──────── Provided records ────────

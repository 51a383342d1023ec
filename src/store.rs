//! Concurrent holder of every parsed event plus the counters derived from them.
//!
//! One writer (the router) and any number of readers share the store. Each
//! append takes the write lock once and updates the event list, both indices
//! and the derived counters before releasing it, so readers never see half
//! of an event.

use std::collections::{BTreeMap, BTreeSet, HashMap};
use std::sync::Arc;

use chrono::NaiveDateTime;
use parking_lot::RwLock;

use crate::models::{CombatEvent, DpsAccumulator, TargetProfile};

#[derive(Debug, Clone, PartialEq, Eq)]
pub struct StoredEvent {
    /// Position in arrival order since the last reset.
    pub seq: u64,
    /// Bumped each time the log was truncated under us.
    pub epoch: u32,
    pub event: CombatEvent,
}

#[derive(Debug, Default)]
struct StoreInner {
    events: Vec<Arc<StoredEvent>>,
    by_target: HashMap<String, Vec<Arc<StoredEvent>>>,
    by_actor: HashMap<String, Vec<Arc<StoredEvent>>>,
    targets: BTreeSet<String>,
    actors: BTreeSet<String>,
    profiles: BTreeMap<String, TargetProfile>,
    dps_by_actor: BTreeMap<String, DpsAccumulator>,
    dps_global: DpsAccumulator,
    epoch: u32,
}

impl StoreInner {
    fn push(&mut self, event: CombatEvent) -> Arc<StoredEvent> {
        self.apply(&event);

        let stored = Arc::new(StoredEvent {
            seq: self.events.len() as u64,
            epoch: self.epoch,
            event,
        });
        if let Some(target) = stored.event.target() {
            self.targets.insert(target.to_string());
            self.by_target
                .entry(target.to_string())
                .or_default()
                .push(Arc::clone(&stored));
        }
        if let Some(actor) = stored.event.actor() {
            self.actors.insert(actor.to_string());
            self.by_actor
                .entry(actor.to_string())
                .or_default()
                .push(Arc::clone(&stored));
        }
        self.events.push(Arc::clone(&stored));
        stored
    }

    fn apply(&mut self, event: &CombatEvent) {
        match event {
            CombatEvent::Damage(damage) => {
                self.dps_global
                    .record(damage.timestamp, damage.total, &damage.breakdown);
                self.dps_by_actor
                    .entry(damage.source.clone())
                    .or_default()
                    .record(damage.timestamp, damage.total, &damage.breakdown);
                self.profiles
                    .entry(damage.target.clone())
                    .or_default()
                    .record_damage_taken(&damage.breakdown);
            }
            CombatEvent::Attack(attack) => {
                self.profiles
                    .entry(attack.target.clone())
                    .or_default()
                    .ac
                    .observe(attack);
                // The bonus belongs to whoever rolled it.
                self.profiles
                    .entry(attack.source.clone())
                    .or_default()
                    .attack_bonus
                    .record(attack.attack_bonus);
            }
            CombatEvent::Save(save) => {
                self.profiles
                    .entry(save.actor.clone())
                    .or_default()
                    .saves
                    .update(save.kind, save.value);
            }
            // Absorption only reaches a profile once it has been paired with
            // the hit it belongs to.
            CombatEvent::Immunity(_) => {}
        }
    }
}

#[derive(Debug, Default)]
pub struct EventStore {
    inner: RwLock<StoreInner>,
    generation: RwLock<u64>,
}

impl EventStore {
    pub fn new() -> Self {
        Self::default()
    }

    pub fn append(&self, event: CombatEvent) -> Arc<StoredEvent> {
        self.inner.write().push(event)
    }

    /// Appends `event` together with the (damage type, damage, absorbed) pairs
    /// it completed against its target, under one write guard. The returned
    /// flags say, per pair, whether the target's recorded maximum changed.
    pub fn append_correlated(
        &self,
        event: CombatEvent,
        pairs: &[(String, u32, u32)],
    ) -> (Arc<StoredEvent>, Vec<bool>) {
        let mut inner = self.inner.write();
        let updated = match event.target() {
            Some(target) => {
                let profile = inner.profiles.entry(target.to_string()).or_default();
                pairs
                    .iter()
                    .map(|(damage_type, damage, absorbed)| profile.record_immunity(damage_type, *damage, *absorbed))
                    .collect()
            }
            None => vec![false; pairs.len()],
        };
        (inner.push(event), updated)
    }

    /// Commits one correlated (damage, absorbed) pair. Returns whether the
    /// target's recorded maximum pair changed.
    pub fn record_immunity(&self, target: &str, damage_type: &str, damage: u32, absorbed: u32) -> bool {
        let mut inner = self.inner.write();
        inner
            .profiles
            .entry(target.to_string())
            .or_default()
            .record_immunity(damage_type, damage, absorbed)
    }

    /// Starts a new ordering epoch after the log was truncated. Events and
    /// profiles stay; the DPS windows start over with the new session.
    pub fn begin_epoch(&self) -> u32 {
        let mut inner = self.inner.write();
        inner.epoch += 1;
        inner.dps_global = DpsAccumulator::default();
        inner.dps_by_actor.clear();
        inner.epoch
    }

    pub fn epoch(&self) -> u32 {
        self.inner.read().epoch
    }

    pub fn query_by_target(&self, id: &str) -> Vec<Arc<StoredEvent>> {
        self.inner.read().by_target.get(id).cloned().unwrap_or_default()
    }

    pub fn query_by_actor(&self, id: &str) -> Vec<Arc<StoredEvent>> {
        self.inner.read().by_actor.get(id).cloned().unwrap_or_default()
    }

    /// Every entity that has been on the receiving end of an event.
    pub fn known_targets(&self) -> BTreeSet<String> {
        self.inner.read().targets.clone()
    }

    pub fn known_actors(&self) -> BTreeSet<String> {
        self.inner.read().actors.clone()
    }

    pub fn events(&self) -> Vec<Arc<StoredEvent>> {
        self.inner.read().events.clone()
    }

    pub fn len(&self) -> usize {
        self.inner.read().events.len()
    }

    pub fn is_empty(&self) -> bool {
        self.len() == 0
    }

    pub fn profile(&self, id: &str) -> Option<TargetProfile> {
        self.inner.read().profiles.get(id).cloned()
    }

    pub fn dps_accumulators(&self) -> (DpsAccumulator, BTreeMap<String, DpsAccumulator>) {
        let inner = self.inner.read();
        (inner.dps_global.clone(), inner.dps_by_actor.clone())
    }

    pub fn last_damage_time(&self) -> Option<NaiveDateTime> {
        self.inner.read().dps_global.last_damage_time
    }

    /// Runs `f` against a consistent view of everything derived so far.
    pub(crate) fn with_view<R>(&self, f: impl FnOnce(&StoreView<'_>) -> R) -> R {
        let inner = self.inner.read();
        let view = StoreView {
            profiles: &inner.profiles,
            dps_by_actor: &inner.dps_by_actor,
            dps_global: &inner.dps_global,
            by_target: &inner.by_target,
            by_actor: &inner.by_actor,
            targets: &inner.targets,
            epoch: inner.epoch,
        };
        f(&view)
    }

    /// Drops every event and derived counter in one step.
    pub fn reset(&self) {
        // Hold the write lock across the generation bump so a reader that sees
        // the new generation also sees the empty store.
        let mut inner = self.inner.write();
        *inner = StoreInner::default();
        *self.generation.write() += 1;
    }

    /// Increases on every `reset`. Consumers holding state of their own compare it.
    pub fn generation(&self) -> u64 {
        *self.generation.read()
    }
}

/// Borrowed, read-locked view used by the estimators.
pub(crate) struct StoreView<'a> {
    pub profiles: &'a BTreeMap<String, TargetProfile>,
    pub dps_by_actor: &'a BTreeMap<String, DpsAccumulator>,
    pub dps_global: &'a DpsAccumulator,
    pub by_target: &'a HashMap<String, Vec<Arc<StoredEvent>>>,
    pub by_actor: &'a HashMap<String, Vec<Arc<StoredEvent>>>,
    pub targets: &'a BTreeSet<String>,
    pub epoch: u32,
}

#[cfg(test)]
mod tests {
    use super::*;
    use crate::models::{AttackEvent, AttackOutcome, DamageEvent, SaveEvent, SaveKind};
    use chrono::NaiveDate;
    use std::thread;

    fn at(secs: i64) -> NaiveDateTime {
        NaiveDate::from_ymd_opt(2026, 1, 9)
            .and_then(|d| d.and_hms_opt(14, 30, 0))
            .unwrap()
            + chrono::Duration::seconds(secs)
    }

    fn damage(source: &str, target: &str, secs: i64, amount: u32) -> CombatEvent {
        CombatEvent::Damage(DamageEvent {
            timestamp: at(secs),
            source: source.to_string(),
            target: target.to_string(),
            total: amount,
            breakdown: vec![("Physical".to_string(), amount)],
        })
    }

    #[test]
    fn indices_follow_appends() {
        let store = EventStore::new();
        store.append(damage("Woo", "Goblin", 0, 10));
        store.append(damage("Rogue", "Goblin", 1, 20));
        store.append(damage("Woo", "Orc", 2, 30));

        assert_eq!(store.query_by_target("Goblin").len(), 2);
        assert_eq!(store.query_by_actor("Woo").len(), 2);
        assert!(store.query_by_actor("Nobody").is_empty());
        assert_eq!(
            store.known_targets().into_iter().collect::<Vec<_>>(),
            vec!["Goblin", "Orc"]
        );
        assert_eq!(
            store.known_actors().into_iter().collect::<Vec<_>>(),
            vec!["Rogue", "Woo"]
        );

        let seqs: Vec<u64> = store.events().iter().map(|e| e.seq).collect();
        assert_eq!(seqs, vec![0, 1, 2]);
    }

    #[test]
    fn attacks_and_saves_feed_profiles() {
        let store = EventStore::new();
        store.append(CombatEvent::Attack(AttackEvent {
            timestamp: at(0),
            source: "Ogre".to_string(),
            target: "Woo".to_string(),
            attack_bonus: 30,
            roll: 10,
            outcome: AttackOutcome::Hit,
            total: 40,
        }));
        store.append(CombatEvent::Save(SaveEvent {
            timestamp: at(1),
            actor: "Ogre".to_string(),
            kind: SaveKind::Fortitude,
            value: 25,
            roll: 7,
            dc: Some(40),
            succeeded: false,
        }));

        let woo = store.profile("Woo").unwrap();
        assert_eq!(woo.ac.min_hit(), Some(40));
        let ogre = store.profile("Ogre").unwrap();
        assert_eq!(ogre.attack_bonus.mode(), Some(30));
        assert_eq!(ogre.saves.fortitude, Some(25));
    }

    #[test]
    fn epochs_tag_events() {
        let store = EventStore::new();
        store.append(damage("Woo", "Goblin", 0, 10));
        assert_eq!(store.begin_epoch(), 1);
        let stored = store.append(damage("Woo", "Goblin", 0, 10));
        assert_eq!(stored.epoch, 1);
        assert_eq!(stored.seq, 1);
    }

    #[test]
    fn new_epoch_restarts_dps_windows() {
        let store = EventStore::new();
        store.append(damage("Woo", "Goblin", 0, 10));
        store.append(damage("Rogue", "Goblin", 10, 10));
        store.begin_epoch();
        store.append(damage("Woo", "Goblin", 100, 30));

        let (global, per_actor) = store.dps_accumulators();
        assert_eq!(global.total_damage, 30);
        assert_eq!(global.first_damage_time, Some(at(100)));
        assert_eq!(per_actor.keys().collect::<Vec<_>>(), vec!["Woo"]);
        assert_eq!(store.len(), 3);
        assert_eq!(store.query_by_target("Goblin").len(), 3);
    }

    #[test]
    fn correlated_append_commits_pairs_with_event() {
        let store = EventStore::new();
        let (stored, updated) = store.append_correlated(
            damage("Woo", "Dragon", 0, 100),
            &[("Physical".to_string(), 100, 25)],
        );
        assert_eq!(stored.seq, 0);
        assert_eq!(updated, vec![true]);

        let (_, updated) = store.append_correlated(
            damage("Woo", "Dragon", 1, 40),
            &[("Physical".to_string(), 40, 40)],
        );
        assert_eq!(updated, vec![false]);
        let record = store.profile("Dragon").unwrap().immunities["Physical"];
        assert_eq!((record.max_damage, record.max_absorbed, record.samples), (100, 25, 2));
    }

    #[test]
    fn reset_clears_everything() {
        let store = EventStore::new();
        store.append(damage("Woo", "Goblin", 0, 10));
        store.record_immunity("Goblin", "Fire", 10, 5);
        let generation = store.generation();

        store.reset();
        assert!(store.is_empty());
        assert!(store.known_targets().is_empty());
        assert!(store.profile("Goblin").is_none());
        assert_eq!(store.last_damage_time(), None);
        assert_eq!(store.generation(), generation + 1);
    }

    #[test]
    fn readers_see_whole_appends() {
        let store = Arc::new(EventStore::new());
        let writer = {
            let store = Arc::clone(&store);
            thread::spawn(move || {
                for i in 0..500 {
                    store.append(damage("Woo", "Goblin", i, 1));
                }
            })
        };
        let reader = {
            let store = Arc::clone(&store);
            thread::spawn(move || {
                for _ in 0..500 {
                    store.with_view(|view| {
                        let indexed = view.by_target.get("Goblin").map_or(0, |v| v.len());
                        assert_eq!(indexed as u64, view.dps_global.total_damage);
                    });
                }
            })
        };
        writer.join().unwrap();
        reader.join().unwrap();
        assert_eq!(store.len(), 500);
    }
}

────────

_Work to be completed_. Without changing anything, quote the lines from the top of the data to the line that contains "pub struct StoredEvent", including that line.

_Your solution_.
repository 51a383342d1023ec
filename src/store.rs
//! Concurrent holder of every parsed event plus the counters derived from them.
//!
//! One writer (the router) and any number of readers share the store. Each
//! append takes the write lock once and updates the event list, both indices
//! and the derived counters before releasing it, so readers never see half
//! of an event.

use std::collections::{BTreeMap, BTreeSet, HashMap};
use std::sync::Arc;

use chrono::NaiveDateTime;
use parking_lot::RwLock;

use crate::models::{CombatEvent, DpsAccumulator, TargetProfile};

#[derive(Debug, Clone, PartialEq, Eq)]
pub struct StoredEvent {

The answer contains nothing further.